Soon after Cataldo’s purchase, the settlers in Spokane Falls wrote to Fr. Cataldo, asking him to build them a college that would attract students from all parts of the west, even as far away as California. James Glover, sometimes called the Father of Spokane, gathered fifteen other settlers and sent Cataldo another letter, pledging $2,650 to help build a college. They wanted it built of brick or stone and to be not less than 40 feet wide and eighty feet long and three stories high. The bishop for the Washington territory was also urging Fr. Cataldo to build a college in Spokane Falls

By October, 1883, a stone foundation was laid out for a brick building that would measure one hundred feet long and fifty feet wide, with a full basement. It would contain living quarters for the students, classrooms, a kitchen and dining room, library, chapel and living quarters for the Jesuits.

But Cataldo’s college would not be completed until four years later – 1887. In the summer of that year, while landscaping around the building was being completed –the Jesuit faculty began arriving. In addition to Fr. James Rebmann, the school’s first president, there were three other priests, six brothers and four scholastics or seminarians. Three other Jesuits, including Fr.

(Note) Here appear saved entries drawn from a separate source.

//! MCP (Model Context Protocol) server for the counter harness.
//!
//! Exposes a [`CounterSystem`] as a JSON-RPC 2.0 server, one request per
//! line. Every handler returns `Result<JsonValue, Fault>`; the fault decides
//! the JSON-RPC error code.

use std::io::{self, BufRead, Write};

use serde::{Deserialize, Serialize};
use serde_json::{Value as JsonValue, json};
use thiserror::Error;

use sim_core::{Observable, RegisterPort};

use crate::{CounterSystem, HarnessConfig, HarnessError};

/// Why a request could not be served.
#[derive(Debug, Error)]
enum Fault {
    #[error("Parse error: {0}")]
    Parse(String),
    #[error("Invalid JSON-RPC version")]
    Version,
    #[error("Unknown method: {0}")]
    UnknownMethod(String),
    #[error("Missing or invalid '{0}'")]
    Param(&'static str),
    #[error("Unknown query path: {0}")]
    UnknownPath(String),
    #[error(transparent)]
    Harness(#[from] HarnessError),
}

impl Fault {
    const fn code(&self) -> i32 {
        match self {
            Fault::Parse(_) => -32700,
            Fault::Version => -32600,
            Fault::UnknownMethod(_) => -32601,
            Fault::Param(_) => -32602,
            Fault::UnknownPath(_) | Fault::Harness(_) => -32000,
        }
    }
}

#[derive(Deserialize)]
struct Request {
    jsonrpc: String,
    method: String,
    #[serde(default)]
    params: JsonValue,
    #[serde(default)]
    id: JsonValue,
}

#[derive(Serialize)]
#[serde(rename_all = "lowercase")]
enum Outcome {
    Result(JsonValue),
    Error { code: i32, message: String },
}

/// One response line.
#[derive(Serialize)]
struct Reply {
    jsonrpc: &'static str,
    #[serde(flatten)]
    outcome: Outcome,
    id: JsonValue,
}

impl Reply {
    fn new(id: JsonValue, result: Result<JsonValue, Fault>) -> Self {
        let outcome = match result {
            Ok(value) => Outcome::Result(value),
            Err(fault) => Outcome::Error {
                code: fault.code(),
                message: fault.to_string(),
            },
        };
        Self {
            jsonrpc: "2.0",
            outcome,
            id,
        }
    }
}

/// MCP server wrapping a headless counter system.
pub struct McpServer {
    system: CounterSystem,
}

impl McpServer {
    pub fn new(config: HarnessConfig) -> Result<Self, HarnessError> {
        Ok(Self {
            system: CounterSystem::new(config)?,
        })
    }

    #[must_use]
    pub fn system(&self) -> &CounterSystem {
        &self.system
    }

    /// Serve requests from `input` until EOF, one response line per request.
    pub fn run<R: BufRead, W: Write>(&mut self, input: R, mut output: W) -> io::Result<()> {
        for line in input.lines() {
            let line = line?;
            let line = line.trim();
            if line.is_empty() {
                continue;
            }
            let reply = self.serve(line);
            serde_json::to_writer(&mut output, &reply)?;
            output.write_all(b"\n")?;
            output.flush()?;
        }
        Ok(())
    }

    fn serve(&mut self, line: &str) -> Reply {
        let request: Request = match serde_json::from_str(line) {
            Ok(request) => request,
            Err(e) => return Reply::new(JsonValue::Null, Err(Fault::Parse(e.to_string()))),
        };
        let result = if request.jsonrpc == "2.0" {
            self.dispatch(&request.method, &request.params)
        } else {
            Err(Fault::Version)
        };
        Reply::new(request.id, result)
    }

    fn dispatch(&mut self, method: &str, params: &JsonValue) -> Result<JsonValue, Fault> {
        let sys = &mut self.system;
        match method {
            "reset" => {
                sys.reset();
                Ok(json!({"status": "ok"}))
            }
            "write_reg" => {
                let address = byte_param(params, "address", 0x0F)?;
                let data = byte_param(params, "data", 0xFF)?;
                sys.write_reg(address, data)?;
                Ok(json!({"address": address, "data": data, "cycle": sys.elapsed().get()}))
            }
            "read_reg" => {
                let address = byte_param(params, "address", 0x0F)?;
                let data = sys.read_reg(address)?;
                Ok(json!({"address": address, "data": data, "cycle": sys.elapsed().get()}))
            }
            "set_inputs" => {
                let value = byte_param(params, "value", 0xFF)?;
                sys.set_inputs(value);
                Ok(json!({"inputs": value}))
            }
            "step_ticks" => {
                let count = match params.get("count") {
                    None => 1,
                    Some(count) => count.as_u64().ok_or(Fault::Param("count"))?,
                };
                sys.clock_cycles(count);
                Ok(json!({
                    "cycle": sys.elapsed().get(),
                    "value": sys.counter().value(),
                    "display": sys.display(),
                }))
            }
            "query" => {
                let path = params
                    .get("path")
                    .and_then(JsonValue::as_str)
                    .ok_or(Fault::Param("path"))?;
                let value = sys
                    .query(path)
                    .ok_or_else(|| Fault::UnknownPath(path.to_string()))?;
                Ok(json!({"path": path, "text": value.to_string(), "value": value}))
            }
            "query_paths" => Ok(json!(sys.query_paths())),
            _ => Err(Fault::UnknownMethod(method.to_string())),
        }
    }
}

fn byte_param(params: &JsonValue, key: &'static str, max: u8) -> Result<u8, Fault> {
    params
        .get(key)
        .and_then(JsonValue::as_u64)
        .filter(|&v| v <= u64::from(max))
        .map(|v| v as u8)
        .ok_or(Fault::Param(key))
}

#[cfg(test)]
mod tests {
    use super::*;

    fn server() -> McpServer {
        McpServer::new(HarnessConfig::default()).expect("default config")
    }

    fn code(result: &Result<JsonValue, Fault>) -> Option<i32> {
        result.as_ref().err().map(Fault::code)
    }

    fn field(result: &Result<JsonValue, Fault>, key: &str) -> Option<u64> {
        result.as_ref().ok()?.get(key)?.as_u64()
    }

    #[test]
    fn unknown_method_returns_error() {
        let mut server = server();
        assert_eq!(code(&server.dispatch("nonexistent", &JsonValue::Null)), Some(-32601));
    }

    #[test]
    fn write_then_read_value() {
        let mut server = server();
        for _ in 0..2 {
            assert!(server.dispatch("write_reg", &json!({"address": 1, "data": 0})).is_ok());
        }
        let result = server.dispatch("read_reg", &json!({"address": 2}));
        assert_eq!(field(&result, "data"), Some(2));
    }

    #[test]
    fn wide_address_is_invalid_params() {
        let mut server = server();
        let result = server.dispatch("write_reg", &json!({"address": 16, "data": 0}));
        assert_eq!(code(&result), Some(-32602));
    }

    #[test]
    fn inputs_and_ticks_count_edges() {
        let mut server = server();
        server
            .dispatch("write_reg", &json!({"address": 3, "data": 1}))
            .expect("write CFG");
        server
            .dispatch("set_inputs", &json!({"value": 1}))
            .expect("set inputs");
        let result = server.dispatch("step_ticks", &json!({"count": 3}));
        assert_eq!(field(&result, "value"), Some(1));
    }

    #[test]
    fn step_ticks_defaults_to_one_tick() {
        let mut server = server();
        let start = server.system().elapsed().get();
        let result = server.dispatch("step_ticks", &json!({}));
        assert_eq!(field(&result, "cycle"), Some(start + 1));
    }

    #[test]
    fn step_ticks_rejects_bad_count() {
        let mut server = server();
        let start = server.system().elapsed();
        for count in [json!(-5), json!("10"), json!(1.5), JsonValue::Null] {
            let result = server.dispatch("step_ticks", &json!({ "count": count }));
            assert_eq!(code(&result), Some(-32602), "count {count}");
        }
        assert_eq!(server.system().elapsed(), start);
    }

    #[test]
    fn query_serializes_observable_value() {
        let mut server = server();
        let result = server.dispatch("query", &json!({"path": "counter.edge_mode"}));
        assert_eq!(
            result
                .as_ref()
                .ok()
                .and_then(|r| r.get("value"))
                .and_then(JsonValue::as_str),
            Some("NONE")
        );
        let result = server.dispatch("query", &json!({"path": "nope"}));
        assert_eq!(code(&result), Some(-32000));
    }

    #[test]
    fn run_answers_each_line() {
        let mut server = server();
        let input = concat!(
            "{\"jsonrpc\":\"2.0\",\"method\":\"reset\",\"id\":1}\n",
            "\n",
            "not json\n",
            "{\"jsonrpc\":\"1.0\",\"method\":\"reset\",\"id\":2}\n",
        );
        let mut output = Vec::new();
        server.run(input.as_bytes(), &mut output).expect("in-memory io");
        let lines: Vec<JsonValue> = String::from_utf8(output)
            .expect("utf8")
            .lines()
            .map(|l| serde_json::from_str(l).expect("json line"))
            .collect();
        assert_eq!(lines.len(), 3);
        assert_eq!(lines[0]["result"]["status"], "ok");
        assert!(lines[0].get("error").is_none());
        assert_eq!(lines[1]["error"]["code"], -32700);
        assert_eq!(lines[2]["error"]["code"], -32600);
        assert_eq!(lines[2]["id"], 2);
    }
}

Cataldo, also lived there.

When Gonzaga College opened on September 17, 1887, there were seven students enrolled. They included boys from Spokane Falls; Fort Sherman and Lewiston, Idaho; Salem, Oregon; and even one from California.

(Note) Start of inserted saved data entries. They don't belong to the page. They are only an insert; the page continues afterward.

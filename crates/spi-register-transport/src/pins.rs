//! The four transport wires as one typed value.

/// State of the transport wires at one instant.
///
/// Transforms are pure: each returns the new wire state and leaves the
/// original untouched, so a step of the driver reads as one expression.
#[derive(Debug, Clone, Copy, PartialEq, Eq, Hash)]
pub struct SpiPins {
    /// Chip-select, active low.
    pub chip_select: bool,
    /// Serial clock.
    pub clock: bool,
    /// Driver to peripheral.
    pub data_out: bool,
    /// Peripheral to driver.
    pub data_in: bool,
}

impl SpiPins {
    /// Bus at rest: deselected, clock low, both data lines low.
    pub const IDLE: Self = Self {
        chip_select: true,
        clock: false,
        data_out: false,
        data_in: false,
    };

    /// Pull chip-select low.
    #[must_use]
    pub const fn select(self) -> Self {
        Self {
            chip_select: false,
            ..self
        }
    }

    /// Release chip-select high.
    #[must_use]
    pub const fn deselect(self) -> Self {
        Self {
            chip_select: true,
            ..self
        }
    }

    /// Toggle the serial clock. Two toggles make one bit period.
    #[must_use]
    pub const fn invert_clock(self) -> Self {
        Self {
            clock: !self.clock,
            ..self
        }
    }

    /// Drive data-out.
    #[must_use]
    pub const fn drive(self, bit: bool) -> Self {
        Self {
            data_out: bit,
            ..self
        }
    }

    /// Drive data-in (peripheral side only).
    #[must_use]
    pub const fn respond(self, bit: bool) -> Self {
        Self {
            data_in: bit,
            ..self
        }
    }

    #[must_use]
    pub const fn is_selected(&self) -> bool {
        !self.chip_select
    }
}

impl Default for SpiPins {
    fn default() -> Self {
        Self::IDLE
    }
}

Enrollment quickly grew. By the turn of the century, there were 244 students and a faculty and staff of 24. Both a Classical and a Commercial Course of Studies were offered. Classical studies included classes in Philosophy, Rhetoric, Poetry and Humanities. The Commercial Course taught essential business management skills.

The next two decades witnessed steady growth and development. The present St. Aloysius Church, then located on the edge of the campus, was dedicated in 1911. And the next year Gonzaga was granted legal status as a university by the Washington State Legislature. That same year, 1912, Gonzaga’s School of Law opened its doors. 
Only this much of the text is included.